- WHAT THE TASK ASKS -
Going through the data, count each line that has the word "Decimal". Reply with the total and nothing more.

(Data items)
•••••

//! Write-time policy validation.
//!
//! Violations are reported, never clamped.

use rust_decimal::Decimal;

use crate::calculation::{REFERENCE_SHIFT_MINUTES, minimum_break_minutes, minimum_overtime_multipliers};
use crate::error::{EngineError, EngineResult};

use super::types::{BreakConfig, OvertimeConfig, PayrollConfig};

impl BreakConfig {
    /// Checks internal consistency and, when `use_legal_minimum` is set, the
    /// configured minimum against the legal minimum for an 8-hour shift.
    ///
    /// # Example
    ///
    /// ```
    /// use attendance_payroll_engine::config::BreakConfig;
    /// use attendance_payroll_engine::error::ErrorKind;
    ///
    /// let config = BreakConfig {
    ///     minimum_break_minutes: 30,
    ///     use_legal_minimum: true,
    ///     ..BreakConfig::default()
    /// };
    /// let err = config.validate("ja-JP").unwrap_err();
    /// assert_eq!(err.kind(), ErrorKind::PolicyViolation);
    /// ```
    pub fn validate(&self, locale: &str) -> EngineResult<()> {
        if self.minimum_break_minutes > self.default_break_minutes {
            return Err(EngineError::validation(format!(
                "minimum_break_minutes ({}) exceeds default_break_minutes ({})",
                self.minimum_break_minutes, self.default_break_minutes
            )));
        }
        if let Some(max) = self.maximum_break_minutes {
            if self.default_break_minutes > max {
                return Err(EngineError::validation(format!(
                    "default_break_minutes ({}) exceeds maximum_break_minutes ({})",
                    self.default_break_minutes, max
                )));
            }
            if self.night_minimum_break_minutes > max {
                return Err(EngineError::validation(format!(
                    "night_minimum_break_minutes ({}) exceeds maximum_break_minutes ({})",
                    self.night_minimum_break_minutes, max
                )));
            }
        }
        if self.night_minimum_break_minutes > self.night_default_break_minutes {
            return Err(EngineError::validation(format!(
                "night_minimum_break_minutes ({}) exceeds night_default_break_minutes ({})",
                self.night_minimum_break_minutes, self.night_default_break_minutes
            )));
        }
        for period in &self.fixed_break_periods {
            if period.start == period.end {
                return Err(EngineError::validation(
                    "fixed break period has zero length",
                ));
            }
        }

        if self.use_legal_minimum {
            let legal = minimum_break_minutes(locale, REFERENCE_SHIFT_MINUTES, false);
            if self.minimum_break_minutes < legal {
                return Err(EngineError::PolicyViolation {
                    field: "minimum_break_minutes".to_string(),
                    configured: self.minimum_break_minutes.to_string(),
                    minimum: legal.to_string(),
                    locale: locale.to_string(),
                });
            }
            let legal_night = minimum_break_minutes(locale, REFERENCE_SHIFT_MINUTES, true);
            if self.night_minimum_break_minutes < legal_night {
                return Err(EngineError::PolicyViolation {
                    field: "night_minimum_break_minutes".to_string(),
                    configured: self.night_minimum_break_minutes.to_string(),
                    minimum: legal_night.to_string(),
                    locale: locale.to_string(),
                });
            }
        }
        Ok(())
    }
}

impl OvertimeConfig {
    /// Checks multipliers are positive and, when `use_legal_minimum` is set,
    /// that each tier meets the jurisdiction's floor.
    pub fn validate(&self, locale: &str) -> EngineResult<()> {
        let tiers = [
            ("regular_multiplier", self.regular_multiplier),
            ("night_multiplier", self.night_multiplier),
            ("holiday_multiplier", self.holiday_multiplier),
            ("weekend_multiplier", self.weekend_multiplier),
        ];
        for (field, value) in tiers {
            if value <= Decimal::ZERO {
                return Err(EngineError::validation(format!(
                    "{field} must be positive, got {value}"
                )));
            }
        }

        if self.use_legal_minimum {
            let legal = minimum_overtime_multipliers(locale);
            let floors = [legal.regular, legal.night, legal.holiday, legal.weekend];
            for ((field, value), floor) in tiers.into_iter().zip(floors) {
                if value < floor {
                    return Err(EngineError::PolicyViolation {
                        field: field.to_string(),
                        configured: value.normalize().to_string(),
                        minimum: floor.normalize().to_string(),
                        locale: locale.to_string(),
                    });
                }
            }
        }
        Ok(())
    }
}

impl PayrollConfig {
    /// Rejects denominators and rounding units that would make payroll
    /// arithmetic undefined.
    pub fn validate(&self) -> EngineResult<()> {
        if self.standard_working_days_per_month == 0 {
            return Err(EngineError::validation(
                "standard_working_days_per_month must be positive",
            ));
        }
        if self.standard_hours_per_day <= Decimal::ZERO {
            return Err(EngineError::validation(
                "standard_hours_per_day must be positive",
            ));
        }
        if self.rounding_unit <= Decimal::ZERO {
            return Err(EngineError::validation("rounding_unit must be positive"));
        }
        Ok(())
    }
}

#[cfg(test)]
mod tests {
    use super::*;
    use crate::error::ErrorKind;
    use std::str::FromStr;

    fn dec(s: &str) -> Decimal {
        Decimal::from_str(s).unwrap()
    }

    #[test]
    fn test_default_policies_are_valid() {
        assert!(BreakConfig::default().validate("ja-JP").is_ok());
        assert!(OvertimeConfig::default().validate("ja-JP").is_ok());
        assert!(PayrollConfig::default().validate().is_ok());
    }

    #[test]
    fn test_break_minimum_above_default_rejected() {
        let config = BreakConfig {
            minimum_break_minutes: 70,
            ..BreakConfig::default()
        };
        let err = config.validate("ja-JP").unwrap_err();
        assert_eq!(err.kind(), ErrorKind::Validation);
    }

    #[test]
    fn test_break_default_above_maximum_rejected() {
        let config = BreakConfig {
            maximum_break_minutes: Some(50),
            ..BreakConfig::default()
        };
        assert!(config.validate("ja-JP").is_err());
    }

    #[test]
    fn test_unbounded_maximum_allowed() {
        let config = BreakConfig {
            maximum_break_minutes: None,
            ..BreakConfig::default()
        };
        assert!(config.validate("ja-JP").is_ok());
    }

    #[test]
    fn test_break_below_legal_minimum_rejected_only_when_enforced() {
        let config = BreakConfig {
            minimum_break_minutes: 30,
            night_minimum_break_minutes: 30,
            use_legal_minimum: false,
            ..BreakConfig::default()
        };
        assert!(config.validate("ja-JP").is_ok());

        let enforced = BreakConfig {
            use_legal_minimum: true,
            ..config
        };
        match enforced.validate("ja-JP") {
            Err(EngineError::PolicyViolation {
                field,
                configured,
                minimum,
                ..
            }) => {
                assert_eq!(field, "minimum_break_minutes");
                assert_eq!(configured, "30");
                assert_eq!(minimum, "45");
            }
            other => panic!("Expected PolicyViolation, got {:?}", other),
        }
    }

    #[test]
    fn test_korea_requires_sixty_minutes_for_eight_hours() {
        let config = BreakConfig {
            use_legal_minimum: true,
            ..BreakConfig::default()
        };
        // 45 is enough in ja-JP but not in ko-KR.
        assert!(config.validate("ja-JP").is_ok());
        assert!(config.validate("ko-KR").is_err());
    }

    #[test]
    fn test_overtime_below_legal_minimum_rejected() {
        let config = OvertimeConfig {
            night_multiplier: dec("1.25"),
            use_legal_minimum: true,
            ..OvertimeConfig::default()
        };
        match config.validate("ja-JP") {
            Err(EngineError::PolicyViolation { field, minimum, .. }) => {
                assert_eq!(field, "night_multiplier");
                assert_eq!(minimum, "1.5");
            }
            other => panic!("Expected PolicyViolation, got {:?}", other),
        }
    }

    #[test]
    fn test_overtime_above_legal_minimum_accepted() {
        let config = OvertimeConfig {
            regular_multiplier: dec("1.5"),
            night_multiplier: dec("2.0"),
            holiday_multiplier: dec("1.5"),
            weekend_multiplier: dec("1.5"),
            use_legal_minimum: true,
            ..OvertimeConfig::default()
        };
        assert!(config.validate("ko-KR").is_ok());
    }

    #[test]
    fn test_non_positive_multiplier_rejected() {
        let config = OvertimeConfig {
            weekend_multiplier: Decimal::ZERO,
            ..OvertimeConfig::default()
        };
        assert_eq!(
            config.validate("en-US").unwrap_err().kind(),
            ErrorKind::Validation
        );
    }

    #[test]
    fn test_payroll_zero_denominator_rejected() {
        let config = PayrollConfig {
            standard_working_days_per_month: 0,
            ..PayrollConfig::default()
        };
        assert!(config.validate().is_err());
    }
}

•••••

- WRITTEN ANSWER -
7